From the long gone blog The Ve Magni (good post, great example of how not to run a blog):

"I believe I already mentioned that the book starts exactly the same as all of his other exploration stories (versus his survival stories, which start with a catastrophic event whisking a group of intrepid men somewhere or other). Since this is an earlier work, and I’ve already read many of Verne’s later works, I think the unabashed racism comes as a bit of a shock compared to the more tolerant, albeit ignorant, tones of the later stories.
 Some quotes:
Nonchalance towards slavery, listing slaves among other “luxuriant items” traded by Arabs in Africa: “They trade in gums, ivory, fine muslin and slaves. Their caravans traverse these equatorial regions… in search of those articles of luxury and enjoyment which the wealthy merchants covet.” 
On the finer things in Africa: “Why is it that such savage countries get all these fine things?”"
A foreboding of the consequences of overconsumption: “The races of the future may repair hither… Just note the progress of events: .. Asia was the first nurse of the world… For about four thousand years she travailed, she grew pregnant, she produced, and then, when stones began to cover the soil… her children abandoned her exhausted and barren bosom. You next see them precipitating themselves upon young and vigorous Europe, which has nourished them for the last two thousand years. But already her fertility is beginning to die out; …Thus we are already seeing the millions rushing to the luxuriant bosom of America… In its turn, that new continent will grow old; its virgin forests will fall before the axe of industry, and its soil will become weak through having too fully produced what had been demanded of it…. Then, Africa will be there to offer to new races the treasures that for centuries have been accumulating in her breast.” 
Although this hasn’t happened, because Verne, like all the other shortsighted white men back in the day, didn’t give the African people any credit towards utilizing their own native resources, and didn’t even foresee them as having the intellectual capacity to develop technology and trade to destroy their homeland on their own, or to suffer remotely the consequences of globalized capitalism, corruption and pollution.

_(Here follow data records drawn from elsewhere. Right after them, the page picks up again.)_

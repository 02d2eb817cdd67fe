//! # PubMed Proxy
//!
//! A small HTTP service that forwards requests to the NCBI E-utilities API and
//! reshapes the responses into simplified JSON.
//!
//! ## Features
//!
//! - **Search**: ESearch count and PMID page for a free-text query
//! - **Summaries**: ESummary records normalised to title, journal, date, authors and DOI
//! - **Abstracts**: EFetch XML scanned for per-article title and abstract text
//! - **Search and fetch**: search, then summaries and abstracts in parallel, joined by PMID
//! - **Retry**: bounded exponential backoff on transient upstream failures
//!
//! ## Quick Start
//!
//! ```no_run
//! use pubmed_proxy::{ClientConfig, PubMedClient, SearchParams};
//!
//! #[tokio::main]
//! async fn main() -> Result<(), Box<dyn std::error::Error>> {
//!     let config = ClientConfig::new().with_email("researcher@university.edu");
//!     let client = PubMedClient::with_config(config)?;
//!
//!     let merged = client
//!         .search_and_fetch(&SearchParams::new("covid-19 treatment").with_retmax(5))
//!         .await?;
//!
//!     println!("{} total matches", merged.count);
//!     for record in merged.records {
//!         println!("{}: {}", record.summary.pmid, record.abstract_text);
//!     }
//!
//!     Ok(())
//! }
//! ```
//!
//! ## Serving
//!
//! ```no_run
//! use pubmed_proxy::{PubMedClient, server};
//!
//! #[tokio::main]
//! async fn main() -> Result<(), Box<dyn std::error::Error>> {
//!     let client = PubMedClient::new()?;
//!     let listener = tokio::net::TcpListener::bind("127.0.0.1:8000").await?;
//!     server::serve(listener, client, async {
//!         let _ = tokio::signal::ctrl_c().await;
//!     })
//!     .await?;
//!     Ok(())
//! }
//! ```

pub mod config;
pub mod error;
pub mod pubmed;
pub mod retry;
pub mod server;

// Re-export main types for convenience
pub use config::ClientConfig;
pub use error::{PubMedError, Result};
pub use pubmed::{
    AbstractRecord, AbstractResult, MergedRecord, MergedResult, PubMedClient, SearchParams,
    SearchResult, SummaryRecord, SummaryResult,
};
pub use retry::RetryConfig;
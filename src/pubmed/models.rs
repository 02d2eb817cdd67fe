use serde::{Deserialize, Serialize};

pub const DEFAULT_SEARCH_RETMAX: u32 = 20;
pub const DEFAULT_SEARCH_AND_FETCH_RETMAX: u32 = 10;
pub const DEFAULT_SORT: &str = "relevance";
pub const DEFAULT_DATETYPE: &str = "edat";

/// Parameters for an ESearch call
#[derive(Debug, Clone, PartialEq, Serialize, Deserialize)]
pub struct SearchParams {
    /// Free-text search expression
    pub query: String,
    /// Page size
    pub retmax: u32,
    /// Page offset
    pub retstart: u32,
    /// Sort key, passed through to the upstream
    pub sort: String,
    /// Date field the date bounds apply to (e.g. `edat`, `pdat`)
    pub datetype: String,
    /// Lower date bound; omitted from the request when unset
    pub mindate: Option<String>,
    /// Upper date bound; omitted from the request when unset
    pub maxdate: Option<String>,
}

impl SearchParams {
    pub fn new<S: Into<String>>(query: S) -> Self {
        Self {
            query: query.into(),
            retmax: DEFAULT_SEARCH_RETMAX,
            retstart: 0,
            sort: DEFAULT_SORT.to_string(),
            datetype: DEFAULT_DATETYPE.to_string(),
            mindate: None,
            maxdate: None,
        }
    }

    pub fn with_retmax(mut self, retmax: u32) -> Self {
        self.retmax = retmax;
        self
    }

    pub fn with_retstart(mut self, retstart: u32) -> Self {
        self.retstart = retstart;
        self
    }

    pub fn with_sort<S: Into<String>>(mut self, sort: S) -> Self {
        self.sort = sort.into();
        self
    }

    pub fn with_datetype<S: Into<String>>(mut self, datetype: S) -> Self {
        self.datetype = datetype.into();
        self
    }

    pub fn with_mindate<S: Into<String>>(mut self, mindate: S) -> Self {
        self.mindate = Some(mindate.into());
        self
    }

    pub fn with_maxdate<S: Into<String>>(mut self, maxdate: S) -> Self {
        self.maxdate = Some(maxdate.into());
        self
    }
}

/// Result of an ESearch call
#[derive(Debug, Clone, PartialEq, Serialize, Deserialize)]
pub struct SearchResult {
    /// Total number of matches reported upstream (not the page size)
    pub count: u64,
    /// PMIDs of this page, in upstream order
    pub pmids: Vec<String>,
    /// The query as submitted
    pub query: String,
}

/// Normalised ESummary record
#[derive(Debug, Clone, PartialEq, Serialize, Deserialize)]
pub struct SummaryRecord {
    pub pmid: String,
    pub title: Option<String>,
    /// Full journal name, falling back to the source abbreviation
    pub journal: Option<String>,
    /// Free-form publication date as reported upstream
    pub pubdate: Option<String>,
    pub authors: Vec<String>,
    /// ELocationID; empty when absent
    pub doi: String,
}

#[derive(Debug, Clone, PartialEq, Serialize, Deserialize)]
pub struct SummaryResult {
    pub records: Vec<SummaryRecord>,
}

/// Title and abstract scanned out of one EFetch article block
#[derive(Debug, Clone, PartialEq, Eq, Serialize, Deserialize)]
pub struct AbstractRecord {
    /// Empty when the block carried no PMID
    pub pmid: String,
    pub title: String,
    #[serde(rename = "abstract")]
    pub abstract_text: String,
}

#[derive(Debug, Clone, PartialEq, Serialize, Deserialize)]
pub struct AbstractResult {
    pub records: Vec<AbstractRecord>,
}

/// Summary record joined with its abstract
#[derive(Debug, Clone, PartialEq, Serialize, Deserialize)]
pub struct MergedRecord {
    #[serde(flatten)]
    pub summary: SummaryRecord,
    /// Empty when no abstract was found for this PMID
    #[serde(rename = "abstract")]
    pub abstract_text: String,
}

/// Result of the combined search, summary and abstract pipeline
#[derive(Debug, Clone, PartialEq, Serialize, Deserialize)]
pub struct MergedResult {
    /// Total match count from the search step
    pub count: u64,
    pub records: Vec<MergedRecord>,
    pub query: String,
}
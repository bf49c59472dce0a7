use axum::{
    Json,
    http::StatusCode,
    response::{IntoResponse, Response},
};
use thiserror::Error;

/// Client-input rejections, the only non-success responses this service
/// produces. Upstream failures never reach this type; they degrade to
/// empty/default payloads inside the components.
#[derive(Error, Debug)]
pub enum ApiError {
    #[error("search query is empty")]
    EmptyQuery,

    #[error("query key missing or empty in request body")]
    MissingQuery,
}

impl IntoResponse for ApiError {
    fn into_response(self) -> Response {
        let (status, body) = match &self {
            // Keep the results key so the front-end can render the empty state.
            ApiError::EmptyQuery => (
                StatusCode::BAD_REQUEST,
                serde_json::json!({
                    "results": [],
                    "message": "Mochi needs to know what to look for!",
                }),
            ),
            ApiError::MissingQuery => (
                StatusCode::BAD_REQUEST,
                serde_json::json!({
                    "error": "Query key missing or empty in request body",
                }),
            ),
        };

        (status, Json(body)).into_response()
    }
}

The question here is the same one posed for the Mark Twain issue: is it excusable for writers to be of their age? To have the same unjust attitudes of their time? Jules Verne did indeed give us the beginning of steampunk and sci-fi. And I love steampunk and I love sci-fi, and I've enjoyed Vernes (but this was around the time I enjoyed Christoper Pike)--does this make me imperialist?

(I know bad bad bad comparison, but a question worth pondering, as always).